Developing a Holiday Shopping Strategy

Despite cheerful songs about chestnuts roasting on open fires and it being the most wonderful time of the year, for many, the holidays are the most stressful time of the year. In fact, one survey of 2,000 adults revealed 88 percent of respondents found the holidays to be the most stressful time of the year. As far as what specifically stressed them out, 56 percent said it was the financial strain brought on by the holidays, and 48 percent said it was the added stress of finding and buying gifts for everyone.

Clearly, the thought of holiday shopping and busting budgets to purchase holiday gifts has many of us on edge. The bad news is that, with the pandemic, rising prices, falling inventory, and labor shortages in full effect, this holiday shopping season has the potential to be one of the more stressful ones in years.

The good news is that, with a little planning, foresight, and strategizing, you should be able to take care of your holiday shopping with a minimum of aggravation and keep your stress levels under control. Then you can put your shopping woes behind you and enjoy the holidays for what they’re truly about—whatever that happens to be for you.

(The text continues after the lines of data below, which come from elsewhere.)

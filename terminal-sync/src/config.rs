//! Sync engine configuration
//!
//! Every timing and sizing knob of the engine is supplied from outside.
//! [`SyncConfig::from_env`] reads `SYNC_*` variables (durations in
//! milliseconds) on top of the defaults.

use std::env;
use std::time::Duration;

use url::Url;

use crate::backoff::BackoffPolicy;

const DEFAULT_STREAM_URL: &str = "ws://127.0.0.1:9400/stream";

/// Configuration for the sync engine
#[derive(Debug, Clone)]
pub struct SyncConfig {
    /// Streaming endpoint
    pub stream_url: Url,
    /// Base URL of the REST snapshot endpoint (optional)
    pub snapshot_url: Option<Url>,
    /// API key presented on connect
    pub api_key: Option<String>,
    /// How long a connection attempt may take before it is abandoned
    pub connect_timeout: Duration,
    pub heartbeat_interval: Duration,
    pub heartbeat_timeout: Duration,
    /// Shared by reconnects, subscribe retries and resync retries
    pub backoff: BackoffPolicy,
    pub max_subscribe_attempts: u32,
    pub resync_timeout: Duration,
    pub max_resync_attempts: u32,
    pub optimistic_timeout: Duration,
    pub flash_duration: Duration,
    /// How long a topic with no subscribers lingers before teardown
    pub teardown_debounce: Duration,
    /// Bound of the per-connection inbound queue
    pub inbound_capacity: usize,
    /// Queue length at which consecutive deltas start being coalesced
    pub coalesce_watermark: usize,
}

impl Default for SyncConfig {
    fn default() -> Self {
        Self {
            stream_url: default_stream_url(),
            snapshot_url: None,
            api_key: None,
            connect_timeout: Duration::from_secs(10),
            heartbeat_interval: Duration::from_secs(10),
            heartbeat_timeout: Duration::from_secs(5),
            backoff: BackoffPolicy::default(),
            max_subscribe_attempts: 5,
            resync_timeout: Duration::from_secs(5),
            max_resync_attempts: 5,
            optimistic_timeout: Duration::from_secs(10),
            flash_duration: Duration::from_millis(800),
            teardown_debounce: Duration::from_millis(250),
            inbound_capacity: 4096,
            coalesce_watermark: 3072,
        }
    }
}

impl SyncConfig {
    /// Load configuration from `SYNC_*` environment variables
    ///
    /// Recognized variables:
    /// - `SYNC_STREAM_URL`, `SYNC_SNAPSHOT_URL`, `SYNC_API_KEY`
    /// - `SYNC_CONNECT_TIMEOUT_MS`, `SYNC_HEARTBEAT_INTERVAL_MS`, `SYNC_HEARTBEAT_TIMEOUT_MS`
    /// - `SYNC_BACKOFF_BASE_MS`, `SYNC_BACKOFF_CAP_MS`, `SYNC_BACKOFF_JITTER`
    /// - `SYNC_MAX_SUBSCRIBE_ATTEMPTS`, `SYNC_RESYNC_TIMEOUT_MS`, `SYNC_MAX_RESYNC_ATTEMPTS`
    /// - `SYNC_OPTIMISTIC_TIMEOUT_MS`, `SYNC_FLASH_DURATION_MS`, `SYNC_TEARDOWN_DEBOUNCE_MS`
    /// - `SYNC_INBOUND_CAPACITY`, `SYNC_COALESCE_WATERMARK`
    pub fn from_env() -> Result<Self, ConfigError> {
        let mut config = Self::default();

        if let Some(raw) = var("SYNC_STREAM_URL") {
            config.stream_url = parse_url("SYNC_STREAM_URL", &raw)?;
        }
        if let Some(raw) = var("SYNC_SNAPSHOT_URL") {
            config.snapshot_url = Some(parse_url("SYNC_SNAPSHOT_URL", &raw)?);
        }
        config.api_key = var("SYNC_API_KEY");

        override_ms("SYNC_CONNECT_TIMEOUT_MS", &mut config.connect_timeout)?;
        override_ms("SYNC_HEARTBEAT_INTERVAL_MS", &mut config.heartbeat_interval)?;
        override_ms("SYNC_HEARTBEAT_TIMEOUT_MS", &mut config.heartbeat_timeout)?;
        override_ms("SYNC_BACKOFF_BASE_MS", &mut config.backoff.base)?;
        override_ms("SYNC_BACKOFF_CAP_MS", &mut config.backoff.cap)?;
        override_parsed("SYNC_BACKOFF_JITTER", &mut config.backoff.jitter)?;
        override_parsed("SYNC_MAX_SUBSCRIBE_ATTEMPTS", &mut config.max_subscribe_attempts)?;
        override_ms("SYNC_RESYNC_TIMEOUT_MS", &mut config.resync_timeout)?;
        override_parsed("SYNC_MAX_RESYNC_ATTEMPTS", &mut config.max_resync_attempts)?;
        override_ms("SYNC_OPTIMISTIC_TIMEOUT_MS", &mut config.optimistic_timeout)?;
        override_ms("SYNC_FLASH_DURATION_MS", &mut config.flash_duration)?;
        override_ms("SYNC_TEARDOWN_DEBOUNCE_MS", &mut config.teardown_debounce)?;
        override_parsed("SYNC_INBOUND_CAPACITY", &mut config.inbound_capacity)?;
        override_parsed("SYNC_COALESCE_WATERMARK", &mut config.coalesce_watermark)?;

        config.validate()?;
        Ok(config)
    }

    /// Check cross-field constraints
    pub fn validate(&self) -> Result<(), ConfigError> {
        if self.heartbeat_interval.is_zero() {
            return Err(ConfigError::Invalid {
                field: "heartbeat_interval".to_string(),
                reason: "must be positive".to_string(),
            });
        }
        if self.connect_timeout.is_zero() {
            return Err(ConfigError::Invalid {
                field: "connect_timeout".to_string(),
                reason: "must be positive".to_string(),
            });
        }
        if self.backoff.base.is_zero() || self.backoff.cap < self.backoff.base {
            return Err(ConfigError::Invalid {
                field: "backoff".to_string(),
                reason: "base must be positive and not above cap".to_string(),
            });
        }
        if !(0.0..=1.0).contains(&self.backoff.jitter) {
            return Err(ConfigError::Invalid {
                field: "backoff.jitter".to_string(),
                reason: "must be within [0, 1]".to_string(),
            });
        }
        if self.inbound_capacity == 0 || self.coalesce_watermark > self.inbound_capacity {
            return Err(ConfigError::Invalid {
                field: "coalesce_watermark".to_string(),
                reason: "capacity must be positive and at least the watermark".to_string(),
            });
        }
        Ok(())
    }
}

fn default_stream_url() -> Url {
    // Constant URL, always parses
    Url::parse(DEFAULT_STREAM_URL).unwrap_or_else(|_| unreachable!("default stream URL is valid"))
}

fn var(name: &str) -> Option<String> {
    env::var(name).ok().filter(|v| !v.trim().is_empty())
}

fn parse_url(field: &str, raw: &str) -> Result<Url, ConfigError> {
    Url::parse(raw).map_err(|e| ConfigError::Invalid {
        field: field.to_string(),
        reason: e.to_string(),
    })
}

fn override_ms(name: &str, target: &mut Duration) -> Result<(), ConfigError> {
    let mut ms = target.as_millis() as u64;
    override_parsed(name, &mut ms)?;
    *target = Duration::from_millis(ms);
    Ok(())
}

fn override_parsed<T: std::str::FromStr>(name: &str, target: &mut T) -> Result<(), ConfigError>
where
    T::Err: std::fmt::Display,
{
    if let Some(raw) = var(name) {
        *target = raw.trim().parse().map_err(|e: T::Err| ConfigError::Invalid {
            field: name.to_string(),
            reason: e.to_string(),
        })?;
    }
    Ok(())
}

/// Configuration errors
#[derive(Debug, thiserror::Error)]
pub enum ConfigError {
    #[error("Invalid value for {field}: {reason}")]
    Invalid { field: String, reason: String },
}

#[cfg(test)]
mod tests {
    use super::*;

    #[test]
    fn test_default_config_is_valid() {
        let config = SyncConfig::default();
        assert!(config.validate().is_ok());
        assert_eq!(config.stream_url.as_str(), DEFAULT_STREAM_URL);
    }

    #[test]
    fn test_rejects_watermark_above_capacity() {
        let config = SyncConfig {
            inbound_capacity: 10,
            coalesce_watermark: 11,
            ..SyncConfig::default()
        };
        assert!(matches!(config.validate(), Err(ConfigError::Invalid { .. })));
    }

    #[test]
    fn test_rejects_cap_below_base() {
        let mut config = SyncConfig::default();
        config.backoff.cap = Duration::from_millis(10);
        assert!(config.validate().is_err());
    }

    #[test]
    fn test_override_parsed_reports_field() {
        // Variable name is unique to this test so parallel tests don't collide
        env::set_var("SYNC_TEST_BAD_NUMBER", "not-a-number");
        let mut value = 3u32;
        let err = override_parsed("SYNC_TEST_BAD_NUMBER", &mut value).unwrap_err();
        assert!(err.to_string().contains("SYNC_TEST_BAD_NUMBER"));
        assert_eq!(value, 3);
        env::remove_var("SYNC_TEST_BAD_NUMBER");
    }
}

So, before you finalize your holiday shopping strategy, consider these tips:         

1. Start Early

If you haven’t even thought about your holiday shopping yet, it’s time to get the ball rolling. The 2021 season promises to be different from previous seasons in several ways, so sticking to tried-and-true strategies from previous years may not pay off this year.

If you’ve been paying any attention to the news, you’ve probably heard there’s a plethora of cargo ships anchored off both the east and west coasts waiting to be unloaded, and there are major backlogs in busy U.S. ports. On top of that, thanks to the pandemic, there’s a shortage of factory workers, truck drivers, distribution center employees, delivery drivers, retail workers, and more. This perfect storm of backlogs and shortages translates into longer delivery times and less inventory, which means those who order affected products first are more likely to get their products first—hopefully, in time for the holidays.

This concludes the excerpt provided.